Keohane (1984) afirma que a o conceito gramsciano é importante para a
compreensão das condições de aceitação da hegemonia por parte de Estados
terceiros, e ainda diferencia os conceitos de hegemonia e imperialismo, afirmando
que o primeiro possui um caráter consensual maior que o segundo, que é
fundamentalmente coercitivo.

Conclusão
● Ao encerrar, o autor conclui que as reivindicações acerca da validade geral da teoria
da hegemonia são frequentemente exageradas, ainda que a teoria ofereça
importantes contribuições para a área, que serão levadas em consideração
posteriormente por Keohane (1984), especialmente a relação de uma liderança
hegemônica com a cooperação e o estabelecimento de regimes e instituições
internacionais.
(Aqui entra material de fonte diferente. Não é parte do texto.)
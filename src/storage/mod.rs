//! Storage module for persisting crawl data
//!
//! This module holds the collaborators the crawl engine writes through:
//! - The `Storage` trait for run records and page results, with a SQLite backend
//! - The `FileStore` trait for raw page content, with a filesystem backend

mod files;
mod schema;
mod sqlite;
mod traits;

pub use files::{ContentPaths, DiskFileStore, FileStore};
pub use sqlite::SqliteStorage;
pub use traits::{lock_storage, SharedStorage, Storage, StorageError, StorageResult};

use crate::CrawlError;
use std::path::Path;

/// Opens (or creates) the SQLite database at `path`
pub fn open_storage(path: &Path) -> Result<SqliteStorage, CrawlError> {
    Ok(SqliteStorage::new(path)?)
}

/// The immutable record of one fetch attempt, success or failure
#[derive(Debug, Clone, PartialEq)]
pub struct PageResult {
    /// Fresh UUID per task
    pub page_id: String,
    pub run_id: String,
    pub url: String,
    pub domain: String,
    pub status_code: u16,
    pub depth: u32,
    /// Back-reference to the page this URL was discovered on
    pub parent_page_id: Option<String>,
    pub referer_url: Option<String>,
    pub content_hash: Option<String>,
    pub title: Option<String>,
    pub meta_description: Option<String>,
    pub content_type: Option<String>,
    pub content_length: u64,
    pub error_message: Option<String>,
    /// Attempts beyond the first
    pub retry_count: u32,
}

impl PageResult {
    /// A 2xx response with no recorded error
    pub fn is_success(&self) -> bool {
        (200..300).contains(&self.status_code) && self.error_message.is_none()
    }
}

/// A stored page result with its insertion timestamp
#[derive(Debug, Clone)]
pub struct PageRecord {
    pub page: PageResult,
    pub created_at: String,
}

/// Represents a crawl run
#[derive(Debug, Clone)]
pub struct RunRecord {
    pub run_id: String,
    pub input_ref: String,
    pub status: RunStatus,
    pub max_depth: u32,
    pub total_urls: u64,
    pub error_message: Option<String>,
    pub created_at: String,
    pub updated_at: String,
}

/// Status of a crawl run
///
/// `Running` moves to exactly one of the terminal states and never leaves it.
#[derive(Debug, Clone, Copy, PartialEq, Eq)]
pub enum RunStatus {
    Running,
    Completed,
    Failed,
}

impl RunStatus {
    pub fn is_terminal(&self) -> bool {
        matches!(self, Self::Completed | Self::Failed)
    }

    pub fn can_transition_to(&self, next: RunStatus) -> bool {
        matches!(self, Self::Running) && next.is_terminal()
    }

    pub fn to_db_string(&self) -> &'static str {
        match self {
            Self::Running => "running",
            Self::Completed => "completed",
            Self::Failed => "failed",
        }
    }

    pub fn from_db_string(s: &str) -> Option<Self> {
        match s {
            "running" => Some(Self::Running),
            "completed" => Some(Self::Completed),
            "failed" => Some(Self::Failed),
            _ => None,
        }
    }
}

impl std::fmt::Display for RunStatus {
    fn fmt(&self, f: &mut std::fmt::Formatter<'_>) -> std::fmt::Result {
        f.write_str(self.to_db_string())
    }
}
Ao ressaltar que a hegemonia e cooperação são mutuamente
dependentes, o teórico faz menção ao papel do consenso e por último, da coerção,
visto que essa pode ser livremente empregada em situações de conflito, que,
ressalta-se, são situações passíveis de ocorrer até mesmo em ambientes de
cooperação; para Keohane (1984), portanto, ambientes de cooperação não seriam
necessariamente ausentes de conflito, mas sim processos que utilizam o uso da
discórdia e diferenças para estimular ajustes mútuos.

Questão proposta pelo grupo:


Como Keohane compreende a noção de cooperação? A cooperação, na visão do autor,
poderia ser mantida sem a manutenção de uma hegemonia internacional?